#### Requirement:
Pull every line containing "CameraOpener" from the entries.

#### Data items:
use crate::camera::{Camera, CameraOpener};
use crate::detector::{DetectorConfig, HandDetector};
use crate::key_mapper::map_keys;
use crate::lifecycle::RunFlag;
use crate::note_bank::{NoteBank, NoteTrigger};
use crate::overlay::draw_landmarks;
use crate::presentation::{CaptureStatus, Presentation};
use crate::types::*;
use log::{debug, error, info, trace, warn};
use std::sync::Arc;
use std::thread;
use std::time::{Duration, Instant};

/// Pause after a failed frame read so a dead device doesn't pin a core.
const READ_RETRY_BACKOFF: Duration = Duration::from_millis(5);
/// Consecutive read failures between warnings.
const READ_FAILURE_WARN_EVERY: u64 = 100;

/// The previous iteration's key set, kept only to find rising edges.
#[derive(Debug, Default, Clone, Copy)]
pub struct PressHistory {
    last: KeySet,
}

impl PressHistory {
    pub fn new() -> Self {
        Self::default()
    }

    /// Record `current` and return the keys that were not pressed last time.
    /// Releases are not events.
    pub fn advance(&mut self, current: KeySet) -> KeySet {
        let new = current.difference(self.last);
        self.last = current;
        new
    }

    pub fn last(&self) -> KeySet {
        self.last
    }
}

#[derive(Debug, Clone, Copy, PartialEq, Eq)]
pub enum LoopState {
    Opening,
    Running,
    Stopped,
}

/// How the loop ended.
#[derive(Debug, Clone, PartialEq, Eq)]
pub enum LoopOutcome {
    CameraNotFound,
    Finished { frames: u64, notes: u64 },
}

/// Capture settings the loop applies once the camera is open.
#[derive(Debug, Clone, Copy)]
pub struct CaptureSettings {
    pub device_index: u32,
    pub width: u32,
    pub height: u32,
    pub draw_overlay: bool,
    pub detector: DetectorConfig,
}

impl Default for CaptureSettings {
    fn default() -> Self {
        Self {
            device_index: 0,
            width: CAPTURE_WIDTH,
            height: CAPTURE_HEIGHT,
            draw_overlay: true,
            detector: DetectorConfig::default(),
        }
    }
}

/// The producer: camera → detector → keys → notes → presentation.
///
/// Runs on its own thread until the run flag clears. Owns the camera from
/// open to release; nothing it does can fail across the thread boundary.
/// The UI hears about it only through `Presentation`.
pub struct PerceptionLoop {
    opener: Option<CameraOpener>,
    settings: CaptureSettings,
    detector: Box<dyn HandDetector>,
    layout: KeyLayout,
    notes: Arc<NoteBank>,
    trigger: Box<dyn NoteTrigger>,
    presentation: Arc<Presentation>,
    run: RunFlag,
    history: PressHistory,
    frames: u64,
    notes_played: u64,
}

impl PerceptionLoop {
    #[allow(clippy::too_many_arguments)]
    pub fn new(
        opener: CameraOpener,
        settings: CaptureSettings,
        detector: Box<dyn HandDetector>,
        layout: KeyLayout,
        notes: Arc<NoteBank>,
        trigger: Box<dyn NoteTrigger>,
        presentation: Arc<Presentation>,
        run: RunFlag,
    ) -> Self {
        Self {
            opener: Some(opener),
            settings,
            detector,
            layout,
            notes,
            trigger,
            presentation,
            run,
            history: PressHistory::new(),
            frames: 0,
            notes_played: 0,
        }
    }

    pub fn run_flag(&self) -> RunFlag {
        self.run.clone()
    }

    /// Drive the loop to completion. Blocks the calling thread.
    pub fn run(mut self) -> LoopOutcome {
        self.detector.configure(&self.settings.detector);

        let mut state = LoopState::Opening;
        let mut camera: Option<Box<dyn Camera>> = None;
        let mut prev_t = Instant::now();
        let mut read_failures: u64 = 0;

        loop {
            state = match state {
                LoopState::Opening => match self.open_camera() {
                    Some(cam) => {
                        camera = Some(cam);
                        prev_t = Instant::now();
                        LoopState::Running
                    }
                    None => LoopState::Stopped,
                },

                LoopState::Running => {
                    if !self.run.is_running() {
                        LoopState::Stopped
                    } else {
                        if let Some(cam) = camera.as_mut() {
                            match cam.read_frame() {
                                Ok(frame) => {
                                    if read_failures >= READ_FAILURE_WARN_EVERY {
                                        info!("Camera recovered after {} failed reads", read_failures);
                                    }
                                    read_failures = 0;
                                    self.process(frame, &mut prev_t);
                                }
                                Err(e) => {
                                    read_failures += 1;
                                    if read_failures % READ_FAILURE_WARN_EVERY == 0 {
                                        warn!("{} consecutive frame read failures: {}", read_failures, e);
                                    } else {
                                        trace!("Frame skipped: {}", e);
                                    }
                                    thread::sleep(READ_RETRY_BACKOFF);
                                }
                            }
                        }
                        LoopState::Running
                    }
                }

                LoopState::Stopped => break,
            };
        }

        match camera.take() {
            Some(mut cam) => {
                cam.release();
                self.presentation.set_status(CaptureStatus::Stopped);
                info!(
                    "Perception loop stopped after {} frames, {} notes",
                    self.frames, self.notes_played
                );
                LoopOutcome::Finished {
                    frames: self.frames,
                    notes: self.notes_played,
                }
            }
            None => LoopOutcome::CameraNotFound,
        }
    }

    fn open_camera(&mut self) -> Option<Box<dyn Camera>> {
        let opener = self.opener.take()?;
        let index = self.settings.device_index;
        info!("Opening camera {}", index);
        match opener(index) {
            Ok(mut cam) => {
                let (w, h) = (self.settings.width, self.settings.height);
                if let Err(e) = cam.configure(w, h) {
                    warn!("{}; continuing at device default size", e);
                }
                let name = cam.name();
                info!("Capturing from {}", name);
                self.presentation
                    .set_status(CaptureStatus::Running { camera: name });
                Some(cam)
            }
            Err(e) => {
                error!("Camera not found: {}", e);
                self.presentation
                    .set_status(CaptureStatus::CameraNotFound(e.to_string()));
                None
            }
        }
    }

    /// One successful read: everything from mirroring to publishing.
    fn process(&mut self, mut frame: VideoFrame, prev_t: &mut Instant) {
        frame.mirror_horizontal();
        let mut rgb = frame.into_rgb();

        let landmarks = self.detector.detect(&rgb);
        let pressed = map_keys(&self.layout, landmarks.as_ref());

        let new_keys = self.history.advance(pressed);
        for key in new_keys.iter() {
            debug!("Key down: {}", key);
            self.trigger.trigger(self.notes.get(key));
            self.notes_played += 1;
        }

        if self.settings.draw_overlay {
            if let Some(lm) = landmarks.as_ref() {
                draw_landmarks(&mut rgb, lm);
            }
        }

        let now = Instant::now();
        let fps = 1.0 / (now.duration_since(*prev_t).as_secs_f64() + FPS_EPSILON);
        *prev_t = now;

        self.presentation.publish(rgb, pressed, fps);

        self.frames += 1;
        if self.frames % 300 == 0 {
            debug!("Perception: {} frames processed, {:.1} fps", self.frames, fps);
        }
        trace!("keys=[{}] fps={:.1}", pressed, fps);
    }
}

--

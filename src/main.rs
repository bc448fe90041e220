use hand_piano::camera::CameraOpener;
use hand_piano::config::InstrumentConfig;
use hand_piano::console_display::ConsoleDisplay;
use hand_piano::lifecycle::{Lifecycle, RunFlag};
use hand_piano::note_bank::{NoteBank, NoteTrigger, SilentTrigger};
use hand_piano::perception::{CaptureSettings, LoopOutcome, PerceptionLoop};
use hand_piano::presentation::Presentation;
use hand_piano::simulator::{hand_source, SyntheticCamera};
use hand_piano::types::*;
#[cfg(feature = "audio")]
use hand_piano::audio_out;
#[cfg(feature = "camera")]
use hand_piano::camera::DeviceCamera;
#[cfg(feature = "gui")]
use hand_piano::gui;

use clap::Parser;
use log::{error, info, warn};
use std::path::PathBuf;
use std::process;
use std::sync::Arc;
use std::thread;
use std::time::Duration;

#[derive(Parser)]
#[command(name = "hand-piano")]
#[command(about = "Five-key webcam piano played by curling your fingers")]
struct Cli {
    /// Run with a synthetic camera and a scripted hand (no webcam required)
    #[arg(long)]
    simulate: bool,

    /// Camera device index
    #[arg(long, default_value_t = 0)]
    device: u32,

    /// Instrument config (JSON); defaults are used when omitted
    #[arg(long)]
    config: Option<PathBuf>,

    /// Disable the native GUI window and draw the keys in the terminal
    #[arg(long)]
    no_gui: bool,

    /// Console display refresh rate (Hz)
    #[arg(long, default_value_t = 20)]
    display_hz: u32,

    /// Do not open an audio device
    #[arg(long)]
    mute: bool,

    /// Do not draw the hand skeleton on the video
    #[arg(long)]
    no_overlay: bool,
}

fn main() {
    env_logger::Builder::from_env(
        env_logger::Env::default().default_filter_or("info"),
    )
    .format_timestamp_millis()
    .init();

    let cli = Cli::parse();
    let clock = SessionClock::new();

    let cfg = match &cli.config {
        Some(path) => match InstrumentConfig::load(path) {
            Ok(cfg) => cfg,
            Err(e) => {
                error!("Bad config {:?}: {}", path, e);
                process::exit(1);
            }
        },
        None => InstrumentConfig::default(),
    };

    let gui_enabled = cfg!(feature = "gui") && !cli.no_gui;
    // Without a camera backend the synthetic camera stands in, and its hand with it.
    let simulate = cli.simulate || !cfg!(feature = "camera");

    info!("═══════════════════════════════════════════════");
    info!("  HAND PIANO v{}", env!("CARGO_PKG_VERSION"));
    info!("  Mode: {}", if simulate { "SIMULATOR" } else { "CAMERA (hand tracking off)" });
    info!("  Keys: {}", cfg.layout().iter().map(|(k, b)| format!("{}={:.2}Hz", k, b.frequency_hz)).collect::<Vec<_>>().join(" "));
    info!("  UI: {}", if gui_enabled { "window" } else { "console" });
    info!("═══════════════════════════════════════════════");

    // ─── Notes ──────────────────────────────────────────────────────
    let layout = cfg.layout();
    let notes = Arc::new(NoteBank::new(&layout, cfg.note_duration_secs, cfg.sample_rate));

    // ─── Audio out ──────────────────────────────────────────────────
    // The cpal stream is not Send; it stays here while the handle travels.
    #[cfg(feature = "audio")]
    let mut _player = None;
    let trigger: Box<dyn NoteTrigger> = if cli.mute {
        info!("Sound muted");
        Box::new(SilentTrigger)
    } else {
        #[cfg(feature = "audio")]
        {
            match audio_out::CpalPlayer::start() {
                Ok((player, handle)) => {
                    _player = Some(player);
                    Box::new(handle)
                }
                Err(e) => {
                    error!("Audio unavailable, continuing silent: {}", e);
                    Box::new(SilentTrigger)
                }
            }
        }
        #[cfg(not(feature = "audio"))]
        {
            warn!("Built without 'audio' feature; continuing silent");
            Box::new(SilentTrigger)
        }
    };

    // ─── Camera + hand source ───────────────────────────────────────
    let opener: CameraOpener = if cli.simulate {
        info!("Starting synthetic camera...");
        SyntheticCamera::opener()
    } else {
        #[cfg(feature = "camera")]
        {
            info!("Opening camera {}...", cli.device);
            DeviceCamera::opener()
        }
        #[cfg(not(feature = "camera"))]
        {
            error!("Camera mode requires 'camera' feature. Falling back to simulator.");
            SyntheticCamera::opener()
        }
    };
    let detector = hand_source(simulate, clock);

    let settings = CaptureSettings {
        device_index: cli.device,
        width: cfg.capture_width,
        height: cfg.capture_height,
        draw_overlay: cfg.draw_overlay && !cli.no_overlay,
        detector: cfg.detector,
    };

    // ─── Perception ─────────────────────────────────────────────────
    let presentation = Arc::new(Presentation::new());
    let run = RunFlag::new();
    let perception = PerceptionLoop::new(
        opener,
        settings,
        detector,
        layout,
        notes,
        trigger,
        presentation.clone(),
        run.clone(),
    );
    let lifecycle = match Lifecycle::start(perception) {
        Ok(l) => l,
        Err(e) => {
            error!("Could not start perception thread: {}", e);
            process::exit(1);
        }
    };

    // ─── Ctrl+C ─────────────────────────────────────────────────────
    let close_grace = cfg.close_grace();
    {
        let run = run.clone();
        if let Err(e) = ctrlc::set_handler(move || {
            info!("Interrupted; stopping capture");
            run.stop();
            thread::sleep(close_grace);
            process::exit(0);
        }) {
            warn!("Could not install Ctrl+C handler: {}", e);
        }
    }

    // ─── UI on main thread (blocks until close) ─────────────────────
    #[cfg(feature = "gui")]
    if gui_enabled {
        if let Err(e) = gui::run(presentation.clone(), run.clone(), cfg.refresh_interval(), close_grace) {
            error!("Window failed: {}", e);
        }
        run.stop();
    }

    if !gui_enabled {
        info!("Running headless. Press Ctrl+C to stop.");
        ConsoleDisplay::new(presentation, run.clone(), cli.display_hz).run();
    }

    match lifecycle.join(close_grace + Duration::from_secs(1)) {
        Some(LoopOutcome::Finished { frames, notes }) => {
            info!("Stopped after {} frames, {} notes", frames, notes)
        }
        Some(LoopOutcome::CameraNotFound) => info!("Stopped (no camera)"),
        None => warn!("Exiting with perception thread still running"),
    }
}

* * *

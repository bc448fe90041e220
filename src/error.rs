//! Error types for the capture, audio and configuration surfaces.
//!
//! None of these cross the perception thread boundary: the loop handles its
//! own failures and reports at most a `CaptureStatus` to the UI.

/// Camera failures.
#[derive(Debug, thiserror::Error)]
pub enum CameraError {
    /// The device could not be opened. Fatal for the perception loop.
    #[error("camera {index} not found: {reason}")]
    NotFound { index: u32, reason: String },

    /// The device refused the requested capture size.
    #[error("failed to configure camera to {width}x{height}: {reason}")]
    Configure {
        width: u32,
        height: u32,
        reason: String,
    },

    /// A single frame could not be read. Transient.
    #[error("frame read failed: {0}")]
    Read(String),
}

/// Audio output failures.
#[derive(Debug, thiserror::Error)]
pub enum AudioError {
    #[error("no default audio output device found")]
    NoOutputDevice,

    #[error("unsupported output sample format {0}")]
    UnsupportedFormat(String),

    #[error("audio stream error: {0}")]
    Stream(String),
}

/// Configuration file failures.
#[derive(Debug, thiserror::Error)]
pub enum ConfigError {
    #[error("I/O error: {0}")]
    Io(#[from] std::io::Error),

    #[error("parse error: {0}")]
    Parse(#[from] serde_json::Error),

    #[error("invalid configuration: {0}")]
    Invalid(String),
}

#### Result of the exercise:
use crate::camera::{Camera, CameraOpener};
    opener: Option<CameraOpener>,
        opener: CameraOpener,
use hand_piano::camera::CameraOpener;
    let opener: CameraOpener = if cli.simulate {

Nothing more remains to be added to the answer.